The real breakthrough story of the year in net, though, was Mackenzie Blackwood. Blackwood got the call in mid-December after Schneider’s return to IR and made his first appearance in relief or Keith Kinkaid, who was being shelled at the hands of a high-powered Leafs team. After that relief appearance, in which he gave up two goals in the third period of a Leafs runaway, Blackwood would then go on to save 147 of his next 151 shots against in his next five appearances (.974 sv%). His back to back shutouts on December 29th and 31st would elevate the hype machine to a fever pitch. His play would sag a bit as he would get a little banged up in January, but he would rebound from February on, looking largely dominant in his NHL time (which was intermittent until Kinkaid’s departure). Outside of a nine-goal-against obliteration he endured at the hands of the Flames in mid-March, Blackwood was mostly spectacular, providing nine quality starts out of 11 starts total from February to the end of the season.

Where We are Now

So resetting the table heading into 2019-20, it appears that, despite a rough season of goaltending in the aggregate, the Devils are largely set up in net for next season. After the departure of Keith Kinkaid and the strong finishes from both Schneider and Blackwood, the team will almost certainly head into 2019-20 with a tandem of #29 and #35. There are some lingering concerns to think about over the summer, though.

Both goaltenders the team will be moving forward with have some uncertainty surrounding them. For obvious reasons (chief among them being much of the past three years), heading into a season with Cory Schneider as 50% of your tandem carries some baggage. Schneider looked like his old self over the final two months of 2018-19, but is that enough to feel confident that he is back to being a reliable starter? It wasn’t too long ago we were also wondering if an extremely painful buyout was coming this summer due to Schneider’s play. He did appear to be the sharp, positionally-sound Schneider of old down the stretch, but given his age and last few years, durability will certainly be a concern for next years squad.
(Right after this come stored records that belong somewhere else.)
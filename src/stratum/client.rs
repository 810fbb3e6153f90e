//! The stratum session: connection lifecycle, dialect handshakes, timers,
//! id correlation, and dispatch of pool traffic to the upward channels.
//!
//! One session owns one transport. The async task running [`StratumClient::run`]
//! is the only place that touches the socket; external producers (the mining
//! engine, a hashrate reporter) enqueue [`ClientCommand`]s and the task drains
//! them between reads. Every fatal path releases the transport, emits
//! [`ClientEvent::Disconnected`] exactly once, and returns the error to the
//! caller — the session never reconnects on its own; that policy belongs to
//! the pool manager.

use std::collections::HashMap;
use std::net::SocketAddr;
use std::time::Duration;

use rand::RngCore;
use serde_json::Value;
use tokio::sync::mpsc;
use tokio::time::Instant;
use tokio_util::sync::CancellationToken;
use tracing::{debug, error, info, warn};

use crate::hash::Hash256;
use crate::stratum::codec::{self, ExtranoncePrefix, RawFrame, Request};
use crate::stratum::connection::{Connection, Transport};
use crate::stratum::error::{StratumError, StratumResult};
use crate::stratum::messages::{ClientCommand, ClientEvent, SessionState, Work};
use crate::uri::{ConnectionSpec, Dialect};

/// How long a submission may wait for its response.
const RESPONSE_TIMEOUT: Duration = Duration::from_secs(2);

/// Session configuration, fixed for the lifetime of one connection attempt.
#[derive(Debug, Clone)]
pub struct SessionConfig {
    /// Endpoint, credentials, security level, and dialect.
    pub spec: ConnectionSpec,

    /// Disconnect when no work arrives for this long.
    pub work_timeout: Duration,

    /// Optional email, sent with the ETHPROXY login.
    pub email: String,

    /// Whether `SubmitHashrate` commands are forwarded to the pool.
    pub submit_hashrate: bool,

    /// User agent advertised in the EthereumStratum subscribe.
    pub agent: String,
}

impl Default for SessionConfig {
    fn default() -> Self {
        Self {
            spec: ConnectionSpec::default(),
            work_timeout: Duration::from_secs(150),
            email: String::new(),
            submit_hashrate: false,
            agent: crate::AGENT.to_string(),
        }
    }
}

/// What an in-flight request id is waiting for.
#[derive(Debug, Clone, Copy, PartialEq, Eq)]
enum RequestKind {
    Subscribe,
    ExtranonceSubscribe,
    Authorize,
    Submit,
    WorkKick,
    Hashrate,
}

/// Correlation record for an in-flight request.
#[derive(Debug, Clone, Copy)]
struct Pending {
    kind: RequestKind,
    sent_at: Instant,
}

/// Timer deadlines driven by the select loop.
struct Deadlines {
    /// Reset on every accepted job.
    work: Instant,
    /// Armed while a submission awaits its response.
    response: Option<Instant>,
}

/// Stratum pool session.
///
/// Construct with the event/command channels and a cancellation token, then
/// drive with [`run`](Self::run). Events arrive in protocol order on the
/// event channel; the session ends at the first fatal error, returning it.
pub struct StratumClient {
    config: SessionConfig,
    event_tx: mpsc::Sender<ClientEvent>,
    command_rx: mpsc::Receiver<ClientCommand>,
    shutdown: CancellationToken,

    state: SessionState,

    /// Ready to accept work. EthereumStratum pools deliver work before
    /// authorization completes, so there the flag flips when the subscribe
    /// frame goes out; `mining.authorize` is still awaited and its refusal
    /// still ends the session.
    authorized: bool,

    /// In-flight requests by id. The id space is fixed per purpose, so this
    /// holds at most one entry per request kind.
    in_flight: HashMap<u64, Pending>,

    current: Option<Work>,
    next_difficulty: f64,
    extranonce: ExtranoncePrefix,

    /// A submission is awaiting its id=4 response.
    response_pending: bool,

    /// Staleness reported with the next submit response. Set from the
    /// submitted solution, upgraded to true when new work lands while the
    /// response is outstanding.
    stale: bool,

    /// ETHPROXY worker name, split from the user at construction.
    worker: String,

    /// Stable per-session id for hashrate reports.
    hashrate_id: String,
}
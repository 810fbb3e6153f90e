//! Pool endpoint description and the URI scheme table.
//!
//! The pool manager parses the user's pool URI and hands this module's
//! [`ConnectionSpec`] to the session. The scheme encodes both the transport
//! security and the stratum dialect the pool speaks; everything after the
//! scheme is ordinary authority syntax (`user:pass@host:port`).

/// Transport security for the pool connection.
#[derive(Debug, Clone, Copy, PartialEq, Eq, Default)]
pub enum SecureLevel {
    /// Plain TCP.
    #[default]
    None,
    /// TLS, any protocol version the peer negotiates.
    Tls,
    /// TLS restricted to protocol version 1.2.
    Tls12,
}

/// Stratum dialect spoken by the pool.
///
/// The three dialects share newline-delimited JSON framing but differ in
/// method names, parameter layout, and where job notifications carry their
/// payload. See [`crate::stratum::codec`] for the per-dialect wire formats.
#[derive(Debug, Clone, Copy, PartialEq, Eq, Default)]
pub enum Dialect {
    /// Classic `mining.subscribe`/`mining.authorize` with full-width
    /// submissions.
    #[default]
    Stratum,
    /// The eth-proxy flavor: `eth_submitLogin` with a `worker` sidecar
    /// field, jobs delivered in `result`.
    EthProxy,
    /// EthereumStratum/1.0.0 (NiceHash): extranonce-prefixed nonces and
    /// pool-set share difficulty.
    EthereumStratum,
}

/// Connection parameters for one pool endpoint.
#[derive(Debug, Clone, Default)]
pub struct ConnectionSpec {
    pub host: String,
    pub port: u16,
    pub user: String,
    pub pass: String,
    /// Worker name to use when the user name carries no `.worker` suffix.
    pub worker_hint: String,
    pub secure: SecureLevel,
    pub dialect: Dialect,
}

/// Map a pool URI scheme to its transport security and dialect.
///
/// Returns `None` for unrecognized schemes; the caller decides whether to
/// fall back or refuse the URI.
pub fn scheme_attributes(scheme: &str) -> Option<(SecureLevel, Dialect)> {
    let attrs = match scheme.trim() {
        "stratum+tcp" => (SecureLevel::None, Dialect::Stratum),
        "ethproxy+tcp" => (SecureLevel::None, Dialect::EthProxy),
        "nicehash+tcp" => (SecureLevel::None, Dialect::EthereumStratum),
        "stratum+tls" => (SecureLevel::Tls, Dialect::Stratum),
        "ethproxy+tls" => (SecureLevel::Tls, Dialect::EthProxy),
        "nicehash+tls" => (SecureLevel::Tls, Dialect::EthereumStratum),
        "stratum+tls12" => (SecureLevel::Tls12, Dialect::Stratum),
        "ethproxy+tls12" => (SecureLevel::Tls12, Dialect::EthProxy),
        "nicehash+tls12" => (SecureLevel::Tls12, Dialect::EthereumStratum),
        _ => return None,
    };
    Some(attrs)
}
//! Session vocabulary: work snapshots, solutions, events, and commands.

use std::net::SocketAddr;

use crate::hash::Hash256;

/// One job pushed by the pool, immutable once published.
///
/// The miner searches nonces for `header` in the epoch selected by `seed`;
/// a solution is valid iff its Ethash result is `<= boundary`.
#[derive(Debug, Clone, Copy, PartialEq, Eq, Default)]
pub struct Work {
    /// Job identifier, right-padded on the wire to 64 hex chars for
    /// EthereumStratum pools.
    pub job: Hash256,

    /// Original hex length of the job id before padding.
    pub job_len: u8,

    /// Seed hash selecting the Ethash epoch.
    pub seed: Hash256,

    /// The proof-of-work input.
    pub header: Hash256,

    /// Share target; solutions must land at or below it.
    pub boundary: Hash256,

    /// Pool-assigned extranonce, placed in the high bits of the nonce
    /// space. Zero when the pool assigns no extranonce.
    pub start_nonce: u64,

    /// Number of high bits of `start_nonce` that are fixed; the miner may
    /// only vary the remaining low bits.
    pub ex_size_bits: u8,
}

/// A solved share, produced by the mining engine.
#[derive(Debug, Clone, Copy, PartialEq, Eq)]
pub struct Solution {
    /// The full 64-bit nonce, extranonce prefix included.
    pub nonce: u64,

    /// Mix hash claimed by the miner.
    pub mix_hash: Hash256,

    /// The work this solution was found against.
    pub work: Work,

    /// True when the engine already knows the work was superseded.
    pub stale: bool,
}

/// Events emitted by the session.
///
/// These are the upward callbacks of the protocol core, delivered over a
/// channel so consumers on other tasks see them in order.
#[derive(Debug, Clone, PartialEq, Eq)]
pub enum ClientEvent {
    /// TCP (and TLS, when configured) establishment succeeded.
    Connected(SocketAddr),

    /// The session returned to the disconnected state. Emitted exactly
    /// once per connection attempt, after the transport is released.
    Disconnected,

    /// A `mining.notify` was accepted and became the current work.
    WorkReceived(Work),

    /// The pool accepted a submitted solution.
    SolutionAccepted { stale: bool },

    /// The pool rejected a submitted solution.
    SolutionRejected { stale: bool },
}

/// Commands sent to the session by external producers.
///
/// Both are enqueue-only: the I/O task drains the queue and performs the
/// actual writes, so callers never touch the transport.
#[derive(Debug, Clone)]
pub enum ClientCommand {
    /// Submit a solved share.
    SubmitSolution(Solution),

    /// Report hashrate (hashes per second) via `eth_submitHashrate`.
    SubmitHashrate(u64),
}

/// Connection lifecycle state.
#[derive(Debug, Clone, Copy, PartialEq, Eq, Default)]
pub enum SessionState {
    #[default]
    Disconnected,
    Resolving,
    Connecting,
    Handshaking,
    Subscribing,
    Authorizing,
    Active,
    Stopping,
}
As for the other half of the presumptive tandem, Mackenzie Blackwood, he has at least a couple question marks of his own, and they pretty much come down to the sample size. Blackwood was largely spectacular in New Jersey this season, but it does still only amount to 23 appearances. His lackluster first two pro seasons in 2016-17 and 2017-18 loom as something of a “yeah, but” for the young goalie. Given just how good he looked in front of an NHL defense (please hold your jokes for now) though, I think he is almost a lock to be a part of a 1A/1B arrangement at least in Newark at the start of 2019-20.

The one question the team will have to answer over the summer is if they will consider any kind of insurance policy to account for the above-mentioned question marks in net. Schneider and Blackwood seem highly likely to be the tandem in net, but should the team look for a veteran journeyman to stash in Binghamton in case things go south for one netminder or the other? That is something for the team to mull in free agency, for sure. Overall, though, given how bad things looked circa mid-December, the team has to be pleased that they have what looks like a pretty viable pair of goalies to carry the mantle into next season.